A cybersecurity expert has warned that Keir Starmer’s digital ID plan could become a major hacking target, as tech firms compete for billion-pound contracts.
The prime minister stated that despite significant opposition, a mandatory digital ID would be launched by July 2029 and it will include citizens' names, dates of birth, nationalities, photos and residency status.
In a statement from the government, it said the ID would use state of the art encryption, and would be stored in a digital wallet on people's smartphones. However, according to Alan Woodward, a professor and cybersecurity specialist at the University of Surrey, "it's painting a huge target on something to say 'come and hack me'" if the data is also stored in a large database to enable cross-referencing.
Calls for more transparency have been sparked by the government's failure to disclose specifics about how it will implement the system.
Woodward's warning coincides with growing public anxiety over criminal data breaches, which last week affected a chain of daycare centers and resulted in the release of baby pictures onto the dark web, further impairing Jaguar Land Rover. There have reportedly been instances of illicit exfiltration of data, including photos, from an Estonian official identification system.
Ministers said that by making it more difficult to work illegally in the UK, the new digital ID, known as the "Britcard," would address small boat crossings. However, they added that it might be used for accessing tax data, daycare, driving licenses, and welfare applications. Leaders of the Liberal Democrats, Sinn Féin in Northern Ireland, and the SNP in Scotland, as well as civil rights activists, criticized the plan.
The government said the new digital ID will be held on people’s phones in the gov.uk wallet that is being developed to hold driving licences, “just as millions already use the NHS App or contactless mobile payments”. The scheme would draw inspiration from schemes in Australia, Estonia, India and Denmark, it said.
“Digital ID is an enormous opportunity for the UK,”
said Starmer.
“It will make it tougher to work illegally in this country, making our borders more secure. And it will also offer ordinary citizens countless benefits, like being able to prove your identity to access key services swiftly – rather than hunting around for an old utility bill.”
The government has already awarded contracts to firms including Deloitte, BAE Systems, PA Consulting, and Hinduja Global Solutions totaling £100 million to support the IT systems of the project; nevertheless, industry estimates place the overall cost of a national digital ID between £1.2 billion and £2 billion.

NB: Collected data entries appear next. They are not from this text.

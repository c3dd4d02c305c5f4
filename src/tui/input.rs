use super::TuiState;
use crate::people::PersonView;

pub fn apply_search_filter(views: &[PersonView], state: &mut TuiState) {
    if state.search_query.is_empty() {
        state.filtered_indices = (0..views.len()).collect();
    } else {
        let query = state.search_query.to_lowercase();
        state.filtered_indices = views
            .iter()
            .enumerate()
            .filter(|(_, view)| {
                view.person.name.to_lowercase().contains(&query)
                    || view
                        .top_language
                        .as_deref()
                        .is_some_and(|l| l.to_lowercase().contains(&query))
            })
            .map(|(i, _)| i)
            .collect();
    }

    ensure_selection_in_filtered(state);
}

pub fn ensure_selection_in_filtered(state: &mut TuiState) {
    if state.filtered_indices.is_empty() {
        return;
    }

    if !state.filtered_indices.contains(&state.selected) {
        state.selected = state.filtered_indices[0];
    }
}

/// Moves the selection by `delta` positions inside the filtered list.
pub fn move_selection(state: &mut TuiState, delta: isize) {
    if state.filtered_indices.is_empty() {
        return;
    }
    let pos = state
        .filtered_indices
        .iter()
        .position(|&i| i == state.selected)
        .unwrap_or(0) as isize;
    let last = state.filtered_indices.len() as isize - 1;
    let next = (pos + delta).clamp(0, last) as usize;
    state.selected = state.filtered_indices[next];
}
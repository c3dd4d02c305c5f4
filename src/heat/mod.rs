pub mod exec;
pub mod output;

pub use exec::exec;
pub use output::{heat_lines, intensity_char, output_heatmap, output_json, output_ndjson, person_heat};
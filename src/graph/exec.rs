use super::output::{render_text, GraphOutput, ProjectGraph};
use super::assign_lanes;
use crate::cli::CommonArgs;
use crate::dataset::Dataset;
use crate::model::{CommitRecord, SCHEMA_VERSION};
use crate::people::group_by_project;
use chrono::Utc;

pub fn exec(common: CommonArgs, json: bool, project: Option<String>) -> anyhow::Result<()> {
    let dataset = Dataset::open(&common, !json)?;
    let graphs = project_graphs(&dataset.rows, project.as_deref());

    if json {
        let output = GraphOutput {
            version: SCHEMA_VERSION,
            generated_at: Utc::now(),
            source: dataset.source_label(),
            projects: graphs,
        };
        println!("{}", serde_json::to_string_pretty(&output)?);
        return Ok(());
    }

    if graphs.is_empty() {
        println!("No data to display");
        return Ok(());
    }
    for pg in &graphs {
        for line in render_text(&pg.project, &pg.graph) {
            println!("{line}");
        }
        println!();
    }
    Ok(())
}

/// One lane layout per project, projects in first-seen order. `filter` keeps
/// projects whose name contains it (case-insensitive).
pub fn project_graphs(rows: &[CommitRecord], filter: Option<&str>) -> Vec<ProjectGraph> {
    let needle = filter.map(str::to_lowercase);
    group_by_project(rows)
        .into_iter()
        .filter(|(name, _)| match &needle {
            Some(n) => name.to_lowercase().contains(n),
            None => true,
        })
        .map(|(project, commits)| ProjectGraph {
            graph: assign_lanes(&commits),
            project,
        })
        .collect()
}
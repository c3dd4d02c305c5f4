#[derive(Clone, Copy, Debug, PartialEq, Eq)]
pub enum ViewMode {
    People,
    Timeline,
    Projects,
    Activity,
}

impl ViewMode {
    pub const TITLES: [&'static str; 4] = ["People", "Timeline", "Projects", "Activity"];

    pub fn from_tab(index: usize) -> Self {
        match index {
            1 => ViewMode::Timeline,
            2 => ViewMode::Projects,
            3 => ViewMode::Activity,
            _ => ViewMode::People,
        }
    }
}

/// What the Activity tab shows.
#[derive(Clone, Copy, Debug, PartialEq, Eq)]
pub enum RightView {
    GitGraph,
    WeekdayBars,
}

pub struct TuiState {
    pub selected: usize,
    pub tab_index: usize,
    pub show_help: bool,
    pub search_query: String,
    pub search_mode: bool,
    pub filtered_indices: Vec<usize>,
    pub cumulative: bool,
    pub right_view: RightView,
    pub project_selected: usize,
    pub graph_scroll: usize,
    pub status_message: Option<(String, std::time::Instant)>,
}

impl TuiState {
    pub fn view_mode(&self) -> ViewMode {
        ViewMode::from_tab(self.tab_index)
    }

    pub fn set_status(&mut self, message: impl Into<String>) {
        self.status_message = Some((message.into(), std::time::Instant::now()));
    }

    /// Status text while it is younger than a few seconds.
    pub fn current_status(&self) -> Option<&str> {
        self.status_message
            .as_ref()
            .filter(|(_, at)| at.elapsed() < std::time::Duration::from_secs(4))
            .map(|(msg, _)| msg.as_str())
    }
}

impl Default for TuiState {
    fn default() -> Self {
        Self {
            selected: 0,
            tab_index: 0,
            show_help: false,
            search_query: String::new(),
            search_mode: false,
            filtered_indices: Vec::new(),
            cumulative: true,
            right_view: RightView::GitGraph,
            project_selected: 0,
            graph_scroll: 0,
            status_message: None,
        }
    }
}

The UK government has also been the target of US tech companies. Palantir, which was co-founded by Trump contributor Peter Thiel and already has contracts with the NHS and the Ministry of Defense, hosted Starmer as a guest at its offices in February. Earlier this year, ministries and OpenAI signed a memorandum of understanding to investigate the use of cutting-edge AI models in public services. At a corporate function for the $4 trillion chip manufacturer Nvidia in London last week, Starmer was the honored guest on stage.
Starmer’s announcement also sparked concerns that millions of people who lack credentials or suffer from digital poverty could be excluded from public services.
“When things don’t go well it could have serious consequences, especially for those on the margins of society who could be excluded,”
said Peter Chamberlain, who developed part of the scheme’s digital architecture and is the senior director of technology at consultancy Public Digital.
“In order for this to succeed, transparency is absolutely crucial.”
The civil liberties campaign group Liberty warned that digital IDs could become “a nightmarish surveillance system”.
“Technological advancements mean that digital ID systems pose an even greater risk to privacy than they did when last proposed in the 2000s,”
it said.
“A single and unique ‘digital identity’ and centralising databases would remove much of the individual’s agency in managing their data. This information could be used to profile individuals across multiple datasets and would pose particular risks to marginalised communities.”
Kemi Badenoch, the leader of the Conservative Party, declared that her party would fight any attempt by the government "to impose mandatory ID cards on law-abiding citizens." The Liberal Democrats' leader, Ed Davey, referred to the proposal as "nonsensical" and stated that the party would "fight against it tooth and nail."
"By calling it BritCard, the prime minister seems to be trying to force every Scot to declare ourselves British,"
said SNP Scottish First Minister John Swinney, who also called the mandatory ID a violation of everyday life.
Both Sinn Féin and the DUP opposed the plan in Northern Ireland; Michelle O'Neill, the first minister of Sinn Féin, described it as an "attack" on the Good Friday pact.
What technical safeguards would lessen the risk of hacking for a national digital ID?
Require multifactor authentication (MFA), which requires the use of a password plus an additional factor (biometric token, one-time code). This provides a significant reduction in unauthorized access.
An encryption policy protecting all sensitive personal data, at rest and in transit to avoid unauthorized interception or access. Conduct all access and security assessments, including vulnerability reviews, pen testing, with repeating frequency, to identify and remediate security vulnerabilities before their exploitation.
Restrict access to your institution's information and systems to your institution's authorized personnel exclusively.
Deploy real-time threat detection and monitoring systems that allow security to detect suspicious activity quickly, and respond to events in real-time.